Read the data and repeat all of it exactly.

******

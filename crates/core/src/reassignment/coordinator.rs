//! The staff-unlink workflow state machine.

use std::collections::HashMap;

use fixora_shared::types::{BookingId, BusinessId, StaffId};

use crate::reassignment::error::ReassignmentError;
use crate::reassignment::types::{InFlightBooking, TransferSummary, UnlinkPhase};
use crate::staffing::ledger::StaffAvailabilityLedger;

/// Coordinates unlinking a staff member from a business.
///
/// Built from the CHECK query results: the target's in-flight bookings
/// and the pool of available same-business replacements. Collects one
/// replacement per booking (or one for all), refuses to confirm until
/// coverage is complete, and commits all-or-nothing against the ledger.
#[derive(Debug, Clone)]
pub struct ReassignmentCoordinator {
    business_id: BusinessId,
    target: StaffId,
    in_flight: Vec<InFlightBooking>,
    pool: Vec<StaffId>,
    replacements: HashMap<BookingId, StaffId>,
    phase: UnlinkPhase,
}

impl ReassignmentCoordinator {
    /// Starts the workflow from the CHECK results.
    ///
    /// With no in-flight bookings the workflow is immediately safe to
    /// confirm; otherwise it enters the TRANSFER phase. The target is
    /// never a valid member of the replacement pool.
    #[must_use]
    pub fn begin(
        business_id: BusinessId,
        target: StaffId,
        in_flight: Vec<InFlightBooking>,
        mut replacement_pool: Vec<StaffId>,
    ) -> Self {
        replacement_pool.retain(|s| *s != target);
        let phase = if in_flight.is_empty() {
            UnlinkPhase::Confirm
        } else {
            UnlinkPhase::Transfer
        };
        Self {
            business_id,
            target,
            in_flight,
            pool: replacement_pool,
            replacements: HashMap::new(),
            phase,
        }
    }

    /// The business the target is being unlinked from.
    #[must_use]
    pub fn business_id(&self) -> BusinessId {
        self.business_id
    }

    /// The staff member being unlinked.
    #[must_use]
    pub fn target(&self) -> StaffId {
        self.target
    }

    /// Current workflow phase.
    #[must_use]
    pub fn phase(&self) -> UnlinkPhase {
        self.phase
    }

    /// The in-flight bookings discovered by CHECK.
    #[must_use]
    pub fn in_flight(&self) -> &[InFlightBooking] {
        &self.in_flight
    }

    /// Bookings still lacking a replacement selection.
    #[must_use]
    pub fn missing_replacements(&self) -> Vec<BookingId> {
        self.in_flight
            .iter()
            .map(|b| b.booking_id)
            .filter(|id| !self.replacements.contains_key(id))
            .collect()
    }

    /// Selects a replacement for one in-flight booking.
    pub fn select_replacement(
        &mut self,
        booking_id: BookingId,
        replacement: StaffId,
    ) -> Result<(), ReassignmentError> {
        self.check_phase(UnlinkPhase::Transfer)?;
        if !self.in_flight.iter().any(|b| b.booking_id == booking_id) {
            return Err(ReassignmentError::UnknownBooking { booking_id });
        }
        self.check_replacement(replacement)?;
        self.replacements.insert(booking_id, replacement);
        Ok(())
    }

    /// Applies one replacement to every in-flight booking.
    pub fn apply_to_all(&mut self, replacement: StaffId) -> Result<(), ReassignmentError> {
        self.check_phase(UnlinkPhase::Transfer)?;
        self.check_replacement(replacement)?;
        for booking in &self.in_flight {
            self.replacements.insert(booking.booking_id, replacement);
        }
        Ok(())
    }

    /// Advances to CONFIRM, returning the final booking-to-staff mapping.
    ///
    /// Refuses while any in-flight booking lacks a replacement: partial
    /// commits are forbidden. Nothing is mutated yet; re-reading the plan
    /// from the CONFIRM phase is allowed.
    pub fn confirm(&mut self) -> Result<Vec<TransferSummary>, ReassignmentError> {
        match self.phase {
            UnlinkPhase::Transfer => {
                let missing = self.missing_replacements();
                if !missing.is_empty() {
                    return Err(ReassignmentError::IncompleteTransfer { missing });
                }
                self.phase = UnlinkPhase::Confirm;
                Ok(self.plan())
            }
            UnlinkPhase::Confirm => Ok(self.plan()),
            phase => Err(ReassignmentError::InvalidPhase {
                phase,
                expected: UnlinkPhase::Transfer,
            }),
        }
    }

    /// Applies the confirmed plan to the ledger, all-or-nothing.
    ///
    /// Transfers run against a scratch copy; only a fully successful run
    /// replaces the real ledger, so a mid-way failure leaves every
    /// original assignment ACTIVE. The target's remaining (non-in-flight)
    /// active records are cleared as part of the same unit, and a final
    /// verification guards against partially transferred state surviving
    /// the commit.
    pub fn commit(
        &mut self,
        ledger: &mut StaffAvailabilityLedger,
    ) -> Result<Vec<TransferSummary>, ReassignmentError> {
        self.check_phase(UnlinkPhase::Confirm)?;

        let plan = self.plan();
        let mut scratch = ledger.clone();
        for transfer in &plan {
            scratch
                .transfer(transfer.booking_id, transfer.to_staff)
                .map_err(|source| ReassignmentError::TransferCommit {
                    booking_id: transfer.booking_id,
                    reason: source.to_string(),
                })?;
        }
        scratch.remove_staff(self.target);

        for booking in &self.in_flight {
            let still_owned = scratch
                .active_assignment(booking.booking_id)
                .is_some_and(|a| a.staff_id == self.target);
            if still_owned {
                return Err(ReassignmentError::PartialCommitDetected {
                    staff_id: self.target,
                });
            }
        }

        *ledger = scratch;
        self.phase = UnlinkPhase::Committed;
        Ok(plan)
    }

    fn plan(&self) -> Vec<TransferSummary> {
        self.in_flight
            .iter()
            .filter_map(|b| {
                self.replacements.get(&b.booking_id).map(|to| TransferSummary {
                    booking_id: b.booking_id,
                    from_staff: self.target,
                    to_staff: *to,
                })
            })
            .collect()
    }

    fn check_phase(&self, expected: UnlinkPhase) -> Result<(), ReassignmentError> {
        if self.phase == expected {
            Ok(())
        } else {
            Err(ReassignmentError::InvalidPhase {
                phase: self.phase,
                expected,
            })
        }
    }

    fn check_replacement(&self, replacement: StaffId) -> Result<(), ReassignmentError> {
        if replacement == self.target {
            return Err(ReassignmentError::SelfTransfer {
                staff_id: replacement,
            });
        }
        if !self.pool.contains(&replacement) {
            return Err(ReassignmentError::ReplacementNotAvailable {
                staff_id: replacement,
            });
        }
        Ok(())
    }
}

******

## Your solution
filename crates/core/src/reassignment/coordinator.rs
//! The staff-unlink workflow state machine.

use std::collections::HashMap;

use fixora_shared::types::{BookingId, BusinessId, StaffId};

use crate::reassignment::error::ReassignmentError;
use crate::reassignment::types::{InFlightBooking, TransferSummary, UnlinkPhase};
use crate::staffing::ledger::StaffAvailabilityLedger;

/// Coordinates unlinking a staff member from a business.
///
/// Built from the CHECK query results: the target's in-flight bookings
/// and the pool of available same-business replacements. Collects one
/// replacement per booking (or one for all), refuses to confirm until
/// coverage is complete, and commits all-or-nothing against the ledger.
#[derive(Debug, Clone)]
pub struct ReassignmentCoordinator {
    business_id: BusinessId,
    target: StaffId,
    in_flight: Vec<InFlightBooking>,
    pool: Vec<StaffId>,
    replacements: HashMap<BookingId, StaffId>,
    phase: UnlinkPhase,
}

impl ReassignmentCoordinator {
    /// Starts the workflow from the CHECK results.
    ///
    /// With no in-flight bookings the workflow is immediately safe to
    /// confirm; otherwise it enters the TRANSFER phase. The target is
    /// never a valid member of the replacement pool.
    #[must_use]
    pub fn begin(
        business_id: BusinessId,
        target: StaffId,
        in_flight: Vec<InFlightBooking>,
        mut replacement_pool: Vec<StaffId>,
    ) -> Self {
        replacement_pool.retain(|s| *s != target);
        let phase = if in_flight.is_empty() {
            UnlinkPhase::Confirm
        } else {
            UnlinkPhase::Transfer
        };
        Self {
            business_id,
            target,
            in_flight,
            pool: replacement_pool,
            replacements: HashMap::new(),
            phase,
        }
    }

    /// The business the target is being unlinked from.
    #[must_use]
    pub fn business_id(&self) -> BusinessId {
        self.business_id
    }

    /// The staff member being unlinked.
    #[must_use]
    pub fn target(&self) -> StaffId {
        self.target
    }

    /// Current workflow phase.
    #[must_use]
    pub fn phase(&self) -> UnlinkPhase {
        self.phase
    }

    /// The in-flight bookings discovered by CHECK.
    #[must_use]
    pub fn in_flight(&self) -> &[InFlightBooking] {
        &self.in_flight
    }

    /// Bookings still lacking a replacement selection.
    #[must_use]
    pub fn missing_replacements(&self) -> Vec<BookingId> {
        self.in_flight
            .iter()
            .map(|b| b.booking_id)
            .filter(|id| !self.replacements.contains_key(id))
            .collect()
    }

    /// Selects a replacement for one in-flight booking.
    pub fn select_replacement(
        &mut self,
        booking_id: BookingId,
        replacement: StaffId,
    ) -> Result<(), ReassignmentError> {
        self.check_phase(UnlinkPhase::Transfer)?;
        if !self.in_flight.iter().any(|b| b.booking_id == booking_id) {
            return Err(ReassignmentError::UnknownBooking { booking_id });
        }
        self.check_replacement(replacement)?;
        self.replacements.insert(booking_id, replacement);
        Ok(())
    }

    /// Applies one replacement to every in-flight booking.
    pub fn apply_to_all(&mut self, replacement: StaffId) -> Result<(), ReassignmentError> {
        self.check_phase(UnlinkPhase::Transfer)?;
        self.check_replacement(replacement)?;
        for booking in &self.in_flight {
            self.replacements.insert(booking.booking_id, replacement);
        }
        Ok(())
    }

    /// Advances to CONFIRM, returning the final booking-to-staff mapping.
    ///
    /// Refuses while any in-flight booking lacks a replacement: partial
    /// commits are forbidden. Nothing is mutated yet; re-reading the plan
    /// from the CONFIRM phase is allowed.
    pub fn confirm(&mut self) -> Result<Vec<TransferSummary>, ReassignmentError> {
        match self.phase {
            UnlinkPhase::Transfer => {
                let missing = self.missing_replacements();
                if !missing.is_empty() {
                    return Err(ReassignmentError::IncompleteTransfer { missing });
                }
                self.phase = UnlinkPhase::Confirm;
                Ok(self.plan())
            }
            UnlinkPhase::Confirm => Ok(self.plan()),
            phase => Err(ReassignmentError::InvalidPhase {
                phase,
                expected: UnlinkPhase::Transfer,
            }),
        }
    }

    /// Applies the confirmed plan to the ledger, all-or-nothing.
    ///
    /// Transfers run against a scratch copy; only a fully successful run
    /// replaces the real ledger, so a mid-way failure leaves every
    /// original assignment ACTIVE. The target's remaining (non-in-flight)
    /// active records are cleared as part of the same unit, and a final
    /// verification guards against partially transferred state surviving
    /// the commit.
    pub fn commit(
        &mut self,
        ledger: &mut StaffAvailabilityLedger,
    ) -> Result<Vec<TransferSummary>, ReassignmentError> {
        self.check_phase(UnlinkPhase::Confirm)?;

        let plan = self.plan();
        let mut scratch = ledger.clone();
        for transfer in &plan {
            scratch
                .transfer(transfer.booking_id, transfer.to_staff)
                .map_err(|source| ReassignmentError::TransferCommit {
                    booking_id: transfer.booking_id,
                    reason: source.to_string(),
                })?;
        }
        scratch.remove_staff(self.target);

        for booking in &self.in_flight {
            let still_owned = scratch
                .active_assignment(booking.booking_id)
                .is_some_and(|a| a.staff_id == self.target);
            if still_owned {
                return Err(ReassignmentError::PartialCommitDetected {
                    staff_id: self.target,
                });
            }
        }

        *ledger = scratch;
        self.phase = UnlinkPhase::Committed;
        Ok(plan)
    }

    fn plan(&self) -> Vec<TransferSummary> {
        self.in_flight
            .iter()
            .filter_map(|b| {
                self.replacements.get(&b.booking_id).map(|to| TransferSummary {
                    booking_id: b.booking_id,
                    from_staff: self.target,
                    to_staff: *to,
                })
            })
            .collect()
    }

    fn check_phase(&self, expected: UnlinkPhase) -> Result<(), ReassignmentError> {
        if self.phase == expected {
            Ok(())
        } else {
            Err(ReassignmentError::InvalidPhase {
                phase: self.phase,
                expected,
            })
        }
    }

    fn check_replacement(&self, replacement: StaffId) -> Result<(), ReassignmentError> {
        if replacement == self.target {
            return Err(ReassignmentError::SelfTransfer {
                staff_id: replacement,
            });
        }
        if !self.pool.contains(&replacement) {
            return Err(ReassignmentError::ReplacementNotAvailable {
                staff_id: replacement,
            });
        }
        Ok(())
    }
}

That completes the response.